The latest NAPLAN data revealed a further decline in the proportion of students meeting the National Minimum Standard (NMS) in writing, suggesting a rethink is needed on how schools are working to improve students’ literacy.
According to some education leaders, a national research project into NAPLAN writing results in high schools is urgently needed find out whether young people are being “short-changed” in the development of their cognitive skills.
Mark Stanley is the CEO and founder of Literatu, an organisation helping principals and teachers improve students’ core writing ability through real-time tracking and personalised learning.

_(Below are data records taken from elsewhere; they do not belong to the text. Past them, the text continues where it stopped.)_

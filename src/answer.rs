// src/answer.rs
// RemoteAnswerService: the resilient ask/suggest layer. Failures never
// escape this boundary - every outcome resolves to displayable text.

use std::sync::{Arc, Mutex};

use serde::Serialize;
use serde_json::Value;
use tracing::{info, warn};

use crate::backend::DocumentBackend;
use crate::config::AnswerRoute;
use crate::error::ServiceError;
use crate::gemini::{GenerationRequest, GenerativeProvider};
use crate::retry::{RetryError, RetryPolicy, Sleeper, TokioSleeper};
use crate::sanitize::escape_html;

/// Shown when the retry budget is spent.
pub const UNREACHABLE_MESSAGE: &str =
    "I'm having trouble connecting to the AI service. Please try again later.";
/// Shown when the service answered but produced no text.
pub const EMPTY_ANSWER_MESSAGE: &str =
    "I'm sorry, I couldn't generate a response. Please try again.";
/// Shown for malformed responses and other unclassifiable failures.
pub const GENERIC_ERROR_MESSAGE: &str =
    "Sorry, I encountered an error. Please try again.";

/// Substituted when suggestion generation fails for any reason.
pub const SUGGESTION_FALLBACKS: [&str; 3] = [
    "Summarize the document.",
    "What are the key takeaways?",
    "Explain the main topic.",
];

const ANSWER_SYSTEM_PROMPT: &str = "You are an expert AI assistant. A user has uploaded a \
document and is asking a question. Your answer must be based on the context of the document \
title and the user's query. Use basic HTML like <b> for emphasis; do not use markdown.";

const SUGGESTION_SYSTEM_PROMPT: &str = "You are an AI assistant. Your task is to generate \
three insightful, concise, and distinct questions a user might ask about a document, based \
on its title. Format the output as a JSON array of strings.";

fn fatal_message(status: u16) -> String {
    format!("An error occurred with the AI service (Status: {}).", status)
}

/// Counters in the retriever-metrics style: how often each path resolved
/// to a fallback instead of a real answer.
#[derive(Debug, Clone, Default, Serialize)]
pub struct AnswerMetrics {
    pub total_asks: u64,
    pub fallback_answers: u64,
    pub total_suggestion_calls: u64,
    pub fallback_suggestions: u64,
}

pub struct RemoteAnswerService {
    backend: Arc<dyn DocumentBackend>,
    provider: Arc<dyn GenerativeProvider>,
    policy: RetryPolicy,
    route: AnswerRoute,
    sleeper: Box<dyn Sleeper>,
    metrics: Mutex<AnswerMetrics>,
}

impl RemoteAnswerService {
    pub fn new(
        backend: Arc<dyn DocumentBackend>,
        provider: Arc<dyn GenerativeProvider>,
        route: AnswerRoute,
    ) -> Self {
        Self {
            backend,
            provider,
            policy: RetryPolicy::default(),
            route,
            sleeper: Box::new(TokioSleeper),
            metrics: Mutex::new(AnswerMetrics::default()),
        }
    }

    /// Override the retry policy and sleeper; tests use this to run the
    /// backoff loop against a fake clock.
    pub fn with_policy(mut self, policy: RetryPolicy, sleeper: Box<dyn Sleeper>) -> Self {
        self.policy = policy;
        self.sleeper = sleeper;
        self
    }

    pub fn metrics(&self) -> AnswerMetrics {
        self.metrics.lock().expect("metrics mutex poisoned").clone()
    }

    /// One logical question, retried per policy. Always resolves to text
    /// suitable for an assistant message.
    pub async fn ask_question(&self, query: &str, selected_documents: &[String]) -> String {
        self.metrics
            .lock()
            .expect("metrics mutex poisoned")
            .total_asks += 1;

        let result = match self.route {
            AnswerRoute::Backend => {
                self.policy
                    .run(self.sleeper.as_ref(), || {
                        self.backend.ask_question(selected_documents, query)
                    })
                    .await
            }
            AnswerRoute::DirectLlm => {
                let names = selected_documents.join(", ");
                let user = format!(
                    "Based on the document titled \"<b>{}</b>\", please answer: \"{}\"",
                    escape_html(&names),
                    escape_html(query)
                );
                self.policy
                    .run(self.sleeper.as_ref(), || {
                        self.provider.generate(GenerationRequest {
                            system: ANSWER_SYSTEM_PROMPT.to_string(),
                            user: user.clone(),
                            json_array_output: false,
                        })
                    })
                    .await
            }
        };

        match result {
            Ok(text) if text.is_empty() => {
                self.count_fallback_answer();
                EMPTY_ANSWER_MESSAGE.to_string()
            }
            Ok(text) => text,
            Err(RetryError::Exhausted { attempts, last }) => {
                warn!(attempts, error = %last, "ask exhausted retry budget");
                self.count_fallback_answer();
                UNREACHABLE_MESSAGE.to_string()
            }
            Err(RetryError::Fatal(err)) => {
                warn!(error = %err, "ask failed without retry");
                self.count_fallback_answer();
                match err {
                    ServiceError::Fatal { status } => fatal_message(status),
                    _ => GENERIC_ERROR_MESSAGE.to_string(),
                }
            }
        }
    }

    /// Single-attempt suggestion generation. Never fails: any problem
    /// substitutes the fixed default list.
    pub async fn suggest_questions(&self, document_name: &str) -> Vec<String> {
        self.metrics
            .lock()
            .expect("metrics mutex poisoned")
            .total_suggestion_calls += 1;

        let request = GenerationRequest {
            system: SUGGESTION_SYSTEM_PROMPT.to_string(),
            user: format!("Document Title: \"{}\"", document_name),
            json_array_output: true,
        };

        match self.provider.generate(request).await {
            Ok(text) => match parse_suggestions(&text) {
                Some(questions) => {
                    info!(count = questions.len(), "suggestions generated");
                    questions
                }
                None => {
                    warn!("suggestion payload malformed, using defaults");
                    self.default_suggestions()
                }
            },
            Err(err) => {
                warn!(error = %err, "suggestion generation failed, using defaults");
                self.default_suggestions()
            }
        }
    }

    fn default_suggestions(&self) -> Vec<String> {
        self.metrics
            .lock()
            .expect("metrics mutex poisoned")
            .fallback_suggestions += 1;
        SUGGESTION_FALLBACKS.iter().map(|s| s.to_string()).collect()
    }

    fn count_fallback_answer(&self) {
        self.metrics
            .lock()
            .expect("metrics mutex poisoned")
            .fallback_answers += 1;
    }
}

/// The constrained call returns a JSON array of strings as text. Anything
/// else - wrong type, non-string entries, parse failure - is rejected.
fn parse_suggestions(text: &str) -> Option<Vec<String>> {
    let value: Value = serde_json::from_str(text).ok()?;
    let items = value.as_array()?;
    let mut questions = Vec::with_capacity(items.len());
    for item in items {
        questions.push(item.as_str()?.to_string());
    }
    if questions.is_empty() {
        return None;
    }
    Some(questions)
}
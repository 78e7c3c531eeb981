//! Payload masking per RFC 6455 §5.3.
//!
//! The operation is a repeating XOR with a 4-byte key and is its own
//! inverse: masking and unmasking are the same call.

/// Mask or unmask a buffer in place with the given key.
#[inline]
pub fn apply_mask(buf: &mut [u8], mask: [u8; 4]) {
    apply_mask_fast32(buf, mask);
}

/// Mask or unmask a buffer whose first byte sits at `offset` bytes into the
/// frame payload. Used when a frame is transmitted in chunks: each chunk
/// continues the keystream where the previous one stopped.
#[inline]
pub(crate) fn apply_mask_offset(buf: &mut [u8], mask: [u8; 4], offset: u64) {
    let shift = (offset & 3) as usize;
    let rotated = [
        mask[shift & 3],
        mask[(shift + 1) & 3],
        mask[(shift + 2) & 3],
        mask[(shift + 3) & 3],
    ];
    apply_mask_fast32(buf, rotated);
}

/// Bytewise reference implementation.
#[inline]
fn apply_mask_fallback(buf: &mut [u8], mask: [u8; 4]) {
    for (i, byte) in buf.iter_mut().enumerate() {
        *byte ^= mask[i & 3];
    }
}

/// XOR in 4-byte blocks over the word-aligned middle of the buffer, with
/// bytewise handling of the unaligned prefix and suffix.
#[inline]
fn apply_mask_fast32(buf: &mut [u8], mask: [u8; 4]) {
    let mask_u32 = u32::from_ne_bytes(mask);

    let (prefix, words, suffix) = unsafe { buf.align_to_mut::<u32>() };
    apply_mask_fallback(prefix, mask);
    let head = prefix.len() & 3;
    let mask_u32 = if head > 0 {
        if cfg!(target_endian = "big") {
            mask_u32.rotate_left(8 * head as u32)
        } else {
            mask_u32.rotate_right(8 * head as u32)
        }
    } else {
        mask_u32
    };
    for word in words.iter_mut() {
        *word ^= mask_u32;
    }
    apply_mask_fallback(suffix, mask_u32.to_ne_bytes());
}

He says that writing has received much less attention than the other disciplines because it is an often time-consuming, and complex, subject for educators to teach.
“From my experience, to be able to write well, one needs workable knowledge of words and grammar, language styles, organisational patterns of information, and communication strategies to name a few,” Stanley told The Educator.
“Extending writing skills needs continuous practice and feedback, both requiring more time than is typically allocated in the confines of a busy curriculum. Expecting students to sharpen their writing skills on their own outside of class seems is also a false expectation.”
Writing needs STEM-like focus
Lidija Loridon, Chief Technology Officer and co-founder at Literatu, said boys in particular find that writing is a skill that takes focused teaching and time to learn.
“It's well researched and documented that boys trail girls in literacy, especially written expression,” Loridon told The Educator.
Loridon pointed to the National Assessment of Educational Progress (NAEP) in the United States, which holds reading and writing achievement data of 3.9 million children over 30 years. She said the data confirms that gender differences for reading and writing start early with girls outperforming boys, and typically widens over time.
“In Australia, NAPLAN data confirms this. In fact, poor written expression can even be a problem for boys that are highly proficient in reading. What is the benefit of ‘knowing’ if you can't translate what you know into written expression?” she said.
However, she pointed out that the problem of declining writing skills doesn't just belong to boys. Loridon says 90% of the longitudinal NAPLAN data she has seen shows that writing underperforms every other domain, year on year.
“I can see the impact of the focus on STEM, and there has been an uplift in maths skills over time. That same focus has to be applied to writing,” she said.
According to Tom March, director of teaching and learning at Literatu, the difficulty in improving students' writing ability is that it's a “moving target”.
“Even when teachers make the huge effort to provide detailed feedback on students' writings, the timing of the feedback is often measured in days, not moments and instead of fully grappling with the teacher's feedback, the paper is often filed away as another new assignment is on the way,” March told The Educator.
“Not letting those valuable teacher comments slip down the ‘data drain’ is the first way a school can work systemically. This way, the target isn't always moving.”
March said some schools take a "fluency first" approach to encourage students to write and revise for correctness, while others choose to focus on the building blocks of sentence construction, then paragraphing, etc.
“When schools have easy to access data, the flood of texts and feedback flow into a curriculum framework,” he said.
Stanley said principals can help turn the tables at a local level by providing professional development around better using tech and pedagogy integration to improve writing skills through faster need identification, differentiation and targeted teaching.
“Time poor in schools is hard to fix. Most teachers work over 20 hours a week keeping up. Duplication of effort, manual systems., data demands, all take teachers off piste. Their main value is delivered through teaching and feedback,” he said.
“PD is the main answer, support for more efficiency and cross department skilling in literacy feedback. Reduce the time between finding evidence and using it to improve teaching is the trick.”
‘Principals must lead by example’
One of the big insights gained from the last decades' research into the teaching of writing, says March, is the focus on building a positive environment focused on creating and celebrating quality writing.
“Thus, the first thing any leader can do to contribute is to lead by example,” he said.
“Whether it's writing for pleasure or persuasion, when leaders and teachers are active writers themselves, this fuels a culture that values writing.”
With this in place, says March, creating many opportunities to publish people's writings is “a natural celebration” of the craft.
“Fortunately, current technologies make this both very easy and inexpensive,” he pointed out.
“Obviously, this suggestion follows on from the leader's role to support a pedagogical vision that captures the best approaches found in the school and helps them permeate the curriculum and culture.”